COMPTE-RENDU DE LAURENT
"Fallait-il en avoir vraiment envie, une semaine à peine après s'être fait péter les capillaires des jambes sur la Time, pour s'infliger
à nouveau 4 heures de voiture et aller s'engager sur cette cyclosportive beaujolaise "titrant" pas moins de 2740 m de D+
"Meuh non ! Ca fera beaucoup moins", m'avait rassuré Raphaël Mottet et ma foi, je m'étais laissé convaincre...
Superbe ciel bleu, température déjà douce à 7h ce samedi 15 juin lorsque je pénétrais, à Belleville/Saône, dans le caveau où
étaient remis les dossards.
Accueil très sympathique et parcours très bien organisé pour s'inscrire : il suffisait de suivre les flèches.

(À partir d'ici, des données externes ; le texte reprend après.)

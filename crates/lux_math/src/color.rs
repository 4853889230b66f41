//! Linear RGB color helpers.

use crate::Vec3;

/// Color type alias (linear RGB, channels typically 0-1)
pub type Color = Vec3;

/// Display gamma used by [`linear_to_gamma`].
const DISPLAY_GAMMA: f32 = 2.2;

/// Clamp every channel to `[0, 1]`.
///
/// NaN channels come out as 0, so the result is always a valid display value
/// and clamping twice is the same as clamping once.
#[inline]
pub fn clamp_color(c: Color) -> Color {
    // NaN fails the comparison and lands on 0
    let unit = |x: f32| if x > 0.0 { x.min(1.0) } else { 0.0 };
    Color::new(unit(c.x), unit(c.y), unit(c.z))
}

/// Rec. 709 relative luminance.
#[inline]
pub fn luminance(c: Color) -> f32 {
    0.2126 * c.x + 0.7152 * c.y + 0.0722 * c.z
}

/// Gamma-encode a linear color for display.
#[inline]
pub fn linear_to_gamma(c: Color) -> Color {
    let encode = |x: f32| if x > 0.0 { x.powf(1.0 / DISPLAY_GAMMA) } else { 0.0 };
    Color::new(encode(c.x), encode(c.y), encode(c.z))
}
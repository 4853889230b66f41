use std::fs;
use std::path::{Path, PathBuf};

use anyhow::{Context, Result};
use clap::{Parser, ValueEnum};
use log::LevelFilter;
use lux_renderer::{DebugMode, RenderSettings};

/// Log levels selectable on the command line
#[derive(Debug, Clone, Copy, PartialEq, Eq, ValueEnum)]
pub enum LogLevel {
    Error,
    Warn,
    Info,
    Debug,
    Trace,
}

impl From<LogLevel> for LevelFilter {
    fn from(level: LogLevel) -> Self {
        match level {
            LogLevel::Error => LevelFilter::Error,
            LogLevel::Warn => LevelFilter::Warn,
            LogLevel::Info => LevelFilter::Info,
            LogLevel::Debug => LevelFilter::Debug,
            LogLevel::Trace => LevelFilter::Trace,
        }
    }
}

/// Built-in demo scenes
#[derive(Debug, Clone, Copy, PartialEq, Eq, ValueEnum)]
pub enum SceneChoice {
    /// Open box with a mirror back wall and a glowing pillar
    Room,
    /// Spheres on a ground sphere under a dim sky
    Spheres,
    /// Camera inside a closed emissive sphere
    Furnace,
}

#[derive(Debug, Clone, Copy, PartialEq, Eq, ValueEnum)]
pub enum DebugModeArg {
    Off,
    Albedo,
    Normal,
    Depth,
}

impl From<DebugModeArg> for DebugMode {
    fn from(mode: DebugModeArg) -> Self {
        match mode {
            DebugModeArg::Off => DebugMode::Off,
            DebugModeArg::Albedo => DebugMode::Albedo,
            DebugModeArg::Normal => DebugMode::Normal,
            DebugModeArg::Depth => DebugMode::Depth,
        }
    }
}

/// Command line arguments
#[derive(Parser, Debug)]
#[command(name = "lux")]
#[command(about = "A CPU path tracer")]
pub struct Args {
    /// Scene to render
    #[arg(long, value_enum, default_value = "room")]
    pub scene: SceneChoice,

    /// Image width in pixels
    #[arg(long, default_value = "512")]
    pub width: u32,

    /// Image height in pixels
    #[arg(long, default_value = "512")]
    pub height: u32,

    /// Samples per pixel
    #[arg(long, short = 's')]
    pub samples: Option<u32>,

    /// Maximum path length
    #[arg(long)]
    pub max_bounces: Option<u32>,

    /// Base random seed
    #[arg(long)]
    pub seed: Option<u64>,

    /// Replace shading with a debug view
    #[arg(long, value_enum)]
    pub debug_mode: Option<DebugModeArg>,

    /// Sample diffuse bounces uniformly over the hemisphere
    #[arg(long)]
    pub uniform_hemisphere: bool,

    /// Render all bands on the calling thread
    #[arg(long)]
    pub single_threaded: bool,

    /// Gamma-encode the output
    #[arg(long)]
    pub gamma: bool,

    /// Number of row bands
    #[arg(long)]
    pub bands: Option<usize>,

    /// JSON file with render settings (flags override it)
    #[arg(long)]
    pub settings: Option<PathBuf>,

    /// Output file path (.bmp or .png)
    #[arg(short, long, default_value = "render.bmp")]
    pub output: PathBuf,

    /// Set the logging level
    #[arg(long, value_enum, default_value = "info")]
    pub log_level: LogLevel,
}

impl Args {
    /// Resolve the render settings: defaults, then the settings file, then
    /// any flags given on the command line.
    pub fn render_settings(&self) -> Result<RenderSettings> {
        let mut settings = match &self.settings {
            Some(path) => load_settings(path)?,
            None => RenderSettings::default(),
        };
        self.apply_overrides(&mut settings);
        Ok(settings)
    }

    fn apply_overrides(&self, settings: &mut RenderSettings) {
        if let Some(samples) = self.samples {
            settings.samples_per_pixel = samples;
        }
        if let Some(max_bounces) = self.max_bounces {
            settings.max_bounces = max_bounces;
        }
        if let Some(seed) = self.seed {
            settings.seed = seed;
        }
        if let Some(mode) = self.debug_mode {
            settings.debug_mode = mode.into();
        }
        if self.uniform_hemisphere {
            settings.cosine_hemisphere = false;
        }
        if self.single_threaded {
            settings.multithreaded = false;
        }
        if self.gamma {
            settings.gamma_correct = true;
        }
        if self.bands.is_some() {
            settings.bands = self.bands;
        }
    }
}

/// Read render settings from a JSON file; missing fields keep their defaults.
pub fn load_settings(path: &Path) -> Result<RenderSettings> {
    let text = fs::read_to_string(path)
        .with_context(|| format!("Failed to read settings file {}", path.display()))?;
    let settings = serde_json::from_str(&text)
        .with_context(|| format!("Failed to parse settings file {}", path.display()))?;
    log::debug!("Loaded render settings from {}", path.display());
    Ok(settings)
}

Mon dossard 502 récupéré, je reprenais la voiture et partait du côté de Beaujeu, lieu d'arrivée de la cyclosportive.
J'y retrouvais Raphaël, déjà prêt et après une préparation en un temps record (pour moi...), il fallait couvrir les 15 km nous
séparant du lieu de départ à Belleville.
Un échauffement très musclé (39,2 de moy!).

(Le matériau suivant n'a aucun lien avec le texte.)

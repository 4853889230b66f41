//! Geometric primitives and their ray intersection routines.

mod intersection;
mod mesh;
mod sphere;
mod triangle;

pub use intersection::{Intersectable, Intersection, FACE_EPSILON, NO_HIT};
pub use mesh::Mesh;
pub use sphere::Sphere;
pub use triangle::{Triangle, PARALLEL_EPSILON};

Quelques 400 partants (à peu près moitié-moitié pour chacun des 2 parcours de 152 et 110 km) attendaient le départ, qui devait
être donné avec un bon quart d'heure de retard.
Les 7 premiers km étaient neutralisés, et s'avéraient relativement dangereux à ce faux rythme.
La meilleure option était de remonter le plus possible à l'avant pour éviter ou plutôt anticiper les freinages brutaux.
Puis dès le départ réel, le peloton s'étirait et se morcelait petit à petit au fil des quelques talus passés à un rythme très soutenu.
Au 30ème km, la première côte me laissait sur le carreau, incapable que j'étais de suivre - ça devient un vrai blocage, je n'ai même
pas essayé...
- j'accrochais néanmoins un petit peloton en basculant à la Maladière, que je suivais dans la descente.
Pas de répit, il fallait embrayer sur la 2ème difficulté, le col de Saint-Bonnet, point culminant de la journée avec ses 645 m.
Je tenais 2 km avant d'être largué à nouveau.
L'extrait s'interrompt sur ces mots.